En cualquier caso, las actividades productivas o económicas suspendidas en virtud de lo previsto en el decreto de estado de alarma también pueden mantenerse suspendidas en base a la legalidad ordinaria. Al respecto, baste recordar que la ley ordinaria establece: “Cuando la actividad desarrollada tenga una repercusión excepcional y negativa en la salud de los ciudadanos, las Administraciones Públicas, a través de sus órganos competentes, podrán decretar la intervención administrativa pertinente, con el objeto de eliminar aquélla” y seguiría tratándose de una causa de “fuerza mayor”.

Pero, es más, esta ley también tiene previsto: “En caso de que exista o se sospeche razonablemente la existencia de un riesgo inminente y extraordinario para la salud, las autoridades sanitarias adoptarán las medidas preventivas que estimen pertinentes, tales como la incautación o inmovilización de productos, suspensión del ejercicio de actividades, cierres de empresas o sus instalaciones, intervención de medios materiales y personales y cuantas otras se consideren sanitariamente justificadas”. Estas medidas, también restrictivas de derechos, durarán tanto tiempo como sea necesario y, además, podrán ser renovadas.

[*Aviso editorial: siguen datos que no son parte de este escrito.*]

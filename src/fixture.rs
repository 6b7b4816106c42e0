// Copyright (c) 2026 Christoph Gaffga
// SPDX-License-Identifier: GPL-3.0-only
// https://github.com/cgaffga/phasmcore

//! Synthetic cover images and simple LSB embedders for calibration and tests.
//!
//! Nothing here is used by the detector itself. The embedders reproduce the
//! bit layouts of common hobby tools so that detection can be checked
//! against known ground truth:
//!
//! - [`embed_red_lsb`]: message bytes least-significant bit first, then a NUL
//!   byte, written into red-channel LSBs in row-major order.
//! - [`embed_cyclic_mirrored`]: the message repeated until the image is full,
//!   one bit per pixel copied into all three channels.
//! - [`embed_cyclic_interleaved`]: the message repeated over the flattened
//!   `R,G,B,R,G,B,…` byte stream.
//!
//! Noise comes from a fixed SplitMix64 generator rather than a seeded
//! library RNG, so fixtures are bit-identical on every platform and release.

use crate::error::{DetectError, Result};
use crate::pixels::{Channel, PixelGrid};

/// SplitMix64 generator (Steele, Lea, Flood 2014).
#[derive(Debug, Clone)]
pub struct NoiseSource {
    state: u64,
}

impl NoiseSource {
    pub fn new(seed: u64) -> Self {
        Self { state: seed }
    }

    pub fn next_u64(&mut self) -> u64 {
        self.state = self.state.wrapping_add(0x9E37_79B9_7F4A_7C15);
        let mut z = self.state;
        z = (z ^ (z >> 30)).wrapping_mul(0xBF58_476D_1CE4_E5B9);
        z = (z ^ (z >> 27)).wrapping_mul(0x94D0_49BB_1331_11EB);
        z ^ (z >> 31)
    }
}

/// Every channel of every pixel set to `value`.
pub fn flat_gray(width: u32, height: u32, value: u8) -> PixelGrid {
    PixelGrid::from_fn(width, height, |_, _| [value; 3])
}

/// Mid-gray with a gentle diagonal gradient and ±2 per-channel sensor noise.
///
/// Unlike [`flat_gray`] its LSB plane looks like a real photograph's: nearly
/// balanced, with weak neighbour correlation.
pub fn textured_gray(width: u32, height: u32, seed: u64) -> PixelGrid {
    let mut noise = NoiseSource::new(seed);
    PixelGrid::from_fn(width, height, |x, y| {
        let v = noise.next_u64();
        let base = 128 + i64::from((x + y) / 16);
        let mut px = [0u8; 3];
        for (c, out) in px.iter_mut().enumerate() {
            let n = ((v >> (16 * c)) % 5) as i64 - 2;
            *out = (base + n).clamp(0, 255) as u8;
        }
        px
    })
}

/// UTF-8 bytes of `message` as bits, least-significant bit of each byte first.
pub fn message_bits(message: &str) -> Vec<u8> {
    message
        .bytes()
        .flat_map(|b| (0..8).map(move |i| (b >> i) & 1))
        .collect()
}

/// Largest message, in bytes, that [`embed_red_lsb`] can hide in `grid`.
pub fn red_lsb_capacity(grid: &PixelGrid) -> usize {
    grid.len().saturating_sub(8) / 8
}

#[inline]
fn set_lsb(byte: &mut u8, bit: u8) {
    *byte = (*byte & 0xFE) | (bit & 1);
}

/// Hide `message` plus a NUL terminator in the red-channel LSBs.
///
/// # Errors
/// [`DetectError::CapacityExceeded`] if the grid has fewer pixels than bits.
pub fn embed_red_lsb(cover: &PixelGrid, message: &str) -> Result<PixelGrid> {
    let mut bits = message_bits(message);
    bits.extend_from_slice(&[0; 8]);
    if bits.len() > cover.len() {
        return Err(DetectError::CapacityExceeded { needed: bits.len(), available: cover.len() });
    }

    let mut stego = cover.clone();
    let red = Channel::Red.offset();
    for (px, &bit) in stego.bytes_mut().chunks_exact_mut(3).zip(&bits) {
        set_lsb(&mut px[red], bit);
    }
    Ok(stego)
}

/// Read a NUL-terminated message back out of the red-channel LSBs.
///
/// Stops at the first NUL byte or at the end of the grid. Invalid UTF-8 is
/// replaced, not rejected.
pub fn extract_red_lsb(grid: &PixelGrid) -> String {
    let bits = grid.lsb_plane(Channel::Red);
    let bytes: Vec<u8> = bits
        .chunks_exact(8)
        .map(|chunk| chunk.iter().enumerate().fold(0u8, |acc, (i, &b)| acc | (b << i)))
        .take_while(|&b| b != 0)
        .collect();
    String::from_utf8_lossy(&bytes).into_owned()
}

/// Repeat the message over the whole image, the same bit in R, G and B.
pub fn embed_cyclic_mirrored(cover: &PixelGrid, message: &str) -> PixelGrid {
    let bits = message_bits(message);
    let mut stego = cover.clone();
    if bits.is_empty() {
        return stego;
    }
    for (px, &bit) in stego.bytes_mut().chunks_exact_mut(3).zip(bits.iter().cycle()) {
        for v in px {
            set_lsb(v, bit);
        }
    }
    stego
}

/// Repeat the message over the flattened channel stream.
pub fn embed_cyclic_interleaved(cover: &PixelGrid, message: &str) -> PixelGrid {
    let bits = message_bits(message);
    let mut stego = cover.clone();
    if bits.is_empty() {
        return stego;
    }
    for (v, &bit) in stego.bytes_mut().iter_mut().zip(bits.iter().cycle()) {
        set_lsb(v, bit);
    }
    stego
}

Es efectivo que muchos de los reales decretos vinculan una serie de medidas a la duración del estado de alarma, pero, junto con ser un error técnico-jurídico y de previsión, por parte del ejecutivo, avalado por el Congreso, nada impide enmendar dichas vinculaciones en la misma forma en que han sido acordadas. Derogarlas y dictar nuevas más acordes con la etapa que estamos iniciando es la solución más democrática.

Esta crisis sanitaria, que está costando miles de vidas y sometiéndonos a un estrés social inusitado, también está poniendo a prueba la resistencia y calidad de nuestro sistema democrático

En cuanto a las supuestas ventajas del mantenimiento del estado de alarma, es bueno recordar que tampoco impide la judicialización de la política. Tanto la regulación del estado de alarma como las normas aplicables en materia de sanidad prevén los mismos tipos de recursos y la única razón por la cual el Tribunal Supremo entendió que no le correspondía resolver un concreto asunto sino al Tribunal Constitucional fue porque la “impugnación directa de los reales decretos” al ser “disposiciones de un valor normativo equiparable, por su contenido y efectos, al de las leyes y normas con fuerza de ley, cuyo control corresponde al Tribunal Constitucional por los mecanismos de control de la constitucionalidad de las leyes y no a esta Sala”, pero, y por el contrario, sí continúa entendiendo del resto de la demanda.

Sea el formato que sea el que se utilice, lo único que impedirá la judicialización de la política es la madurez y cultura democrática y no el formato legal que se elija para sacarnos de esta pandemia.

Esta crisis y su gestión, entre otras muchas cosas, nos está devolviendo una estampa que no es la propia de un estado democrático y de derecho, lo que nos obliga a plantearnos, con mucho rigor, la necesidad de una desescalada jurídica que nos lleve a una normalidad, incluso a una “nueva normalidad”, pero que no huela a naftalina.

En resumidas cuentas, la gran diferencia entre la vía del estado de alarma y la de la legalidad ordinaria reside, justamente, en aquello que no se quiere aceptar: la cogestión de la solución entre el ejecutivo central y los gobiernos autonómicos. Todo el resto no son más que excusas de mal pagador perfectamente desmontables y solucionables.

Una crisis de estas características solo la podremos resolver unidos, pero esa unidad no puede ser un cliché de publicista vacío de contenido, sino una actitud que, además, implique, de una parte, cogestión con las autonomías y, de otra, corresponsabilización por parte de los ciudadanos para que, así, lo excepcional no se termine convirtiendo en lo habitual.

Esta crisis sanitaria, que está costando miles de vidas y sometiéndonos a un estrés social inusitado, también está poniendo a prueba la resistencia y calidad de nuestro sistema democrático. Si aceptamos como habitual lo excepcional, habremos claudicado y asentado las bases para que esa “nueva normalidad” termine siendo cualquier cosa menos normal y democrática.